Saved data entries
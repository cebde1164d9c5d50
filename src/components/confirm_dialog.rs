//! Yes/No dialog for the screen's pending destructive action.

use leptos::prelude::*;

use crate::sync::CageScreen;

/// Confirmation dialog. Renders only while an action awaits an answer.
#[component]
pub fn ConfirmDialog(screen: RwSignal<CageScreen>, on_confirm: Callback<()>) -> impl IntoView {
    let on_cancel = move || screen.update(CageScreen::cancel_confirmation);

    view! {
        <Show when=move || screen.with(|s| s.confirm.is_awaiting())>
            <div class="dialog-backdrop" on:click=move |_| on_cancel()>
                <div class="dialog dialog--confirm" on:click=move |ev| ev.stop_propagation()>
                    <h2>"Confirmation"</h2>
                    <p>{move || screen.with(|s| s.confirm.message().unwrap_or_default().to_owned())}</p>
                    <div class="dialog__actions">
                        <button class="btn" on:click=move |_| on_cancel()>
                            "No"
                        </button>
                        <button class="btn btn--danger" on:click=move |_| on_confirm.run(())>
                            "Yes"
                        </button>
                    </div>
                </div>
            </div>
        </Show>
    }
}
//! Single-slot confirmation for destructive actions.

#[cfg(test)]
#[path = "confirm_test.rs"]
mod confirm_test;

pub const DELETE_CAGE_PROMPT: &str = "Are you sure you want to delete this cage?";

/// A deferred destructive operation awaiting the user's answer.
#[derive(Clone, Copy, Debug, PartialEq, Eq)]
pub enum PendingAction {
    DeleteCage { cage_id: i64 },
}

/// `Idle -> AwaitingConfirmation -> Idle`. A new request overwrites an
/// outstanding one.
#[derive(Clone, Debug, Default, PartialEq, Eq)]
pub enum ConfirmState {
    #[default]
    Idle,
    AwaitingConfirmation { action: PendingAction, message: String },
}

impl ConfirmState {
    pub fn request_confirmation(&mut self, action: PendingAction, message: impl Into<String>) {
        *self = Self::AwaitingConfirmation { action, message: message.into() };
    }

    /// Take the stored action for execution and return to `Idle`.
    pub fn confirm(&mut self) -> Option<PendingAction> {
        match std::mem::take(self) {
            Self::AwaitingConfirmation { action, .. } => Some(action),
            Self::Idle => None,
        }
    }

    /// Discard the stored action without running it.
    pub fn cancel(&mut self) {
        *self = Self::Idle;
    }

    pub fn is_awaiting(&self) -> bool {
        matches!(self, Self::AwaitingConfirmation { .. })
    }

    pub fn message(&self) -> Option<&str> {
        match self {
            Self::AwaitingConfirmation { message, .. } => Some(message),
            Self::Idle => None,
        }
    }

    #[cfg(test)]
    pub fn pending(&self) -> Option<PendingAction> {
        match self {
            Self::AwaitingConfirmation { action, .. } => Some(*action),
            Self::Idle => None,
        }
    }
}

--

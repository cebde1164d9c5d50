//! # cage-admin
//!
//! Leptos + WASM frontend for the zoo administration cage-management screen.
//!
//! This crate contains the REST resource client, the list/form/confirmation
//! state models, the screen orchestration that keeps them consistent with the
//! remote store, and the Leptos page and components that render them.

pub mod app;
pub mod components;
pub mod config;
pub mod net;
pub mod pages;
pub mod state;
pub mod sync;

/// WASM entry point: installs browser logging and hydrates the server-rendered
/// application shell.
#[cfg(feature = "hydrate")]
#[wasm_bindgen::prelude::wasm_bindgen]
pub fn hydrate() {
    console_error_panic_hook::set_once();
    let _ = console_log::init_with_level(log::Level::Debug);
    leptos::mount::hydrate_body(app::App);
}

--

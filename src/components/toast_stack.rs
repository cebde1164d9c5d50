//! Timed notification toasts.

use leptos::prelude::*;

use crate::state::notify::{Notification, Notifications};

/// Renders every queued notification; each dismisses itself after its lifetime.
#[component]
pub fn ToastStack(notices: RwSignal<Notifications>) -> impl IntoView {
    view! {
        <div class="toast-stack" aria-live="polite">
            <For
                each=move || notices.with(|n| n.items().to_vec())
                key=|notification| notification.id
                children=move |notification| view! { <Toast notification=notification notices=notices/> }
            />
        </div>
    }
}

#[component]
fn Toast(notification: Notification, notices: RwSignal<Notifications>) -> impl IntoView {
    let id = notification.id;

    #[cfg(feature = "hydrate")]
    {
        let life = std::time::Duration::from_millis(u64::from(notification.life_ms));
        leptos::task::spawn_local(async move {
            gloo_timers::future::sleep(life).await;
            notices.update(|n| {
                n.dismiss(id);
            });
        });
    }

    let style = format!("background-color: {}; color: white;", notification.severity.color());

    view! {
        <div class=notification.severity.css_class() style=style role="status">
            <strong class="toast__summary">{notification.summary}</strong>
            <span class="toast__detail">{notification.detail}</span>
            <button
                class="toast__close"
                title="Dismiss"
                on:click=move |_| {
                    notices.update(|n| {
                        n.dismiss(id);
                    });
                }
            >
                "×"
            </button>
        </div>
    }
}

EXERCISE DETAILS:
For this exercise, find all lines in the records containing the word "impl" and copy them.

ANSWER TO THIS PROBLEM:
pub fn ConfirmDialog(screen: RwSignal<CageScreen>, on_confirm: Callback<()>) -> impl IntoView {
impl ConfirmState {
    pub fn request_confirmation(&mut self, action: PendingAction, message: impl Into<String>) {
pub fn ToastStack(notices: RwSignal<Notifications>) -> impl IntoView {
fn Toast(notification: Notification, notices: RwSignal<Notifications>) -> impl IntoView {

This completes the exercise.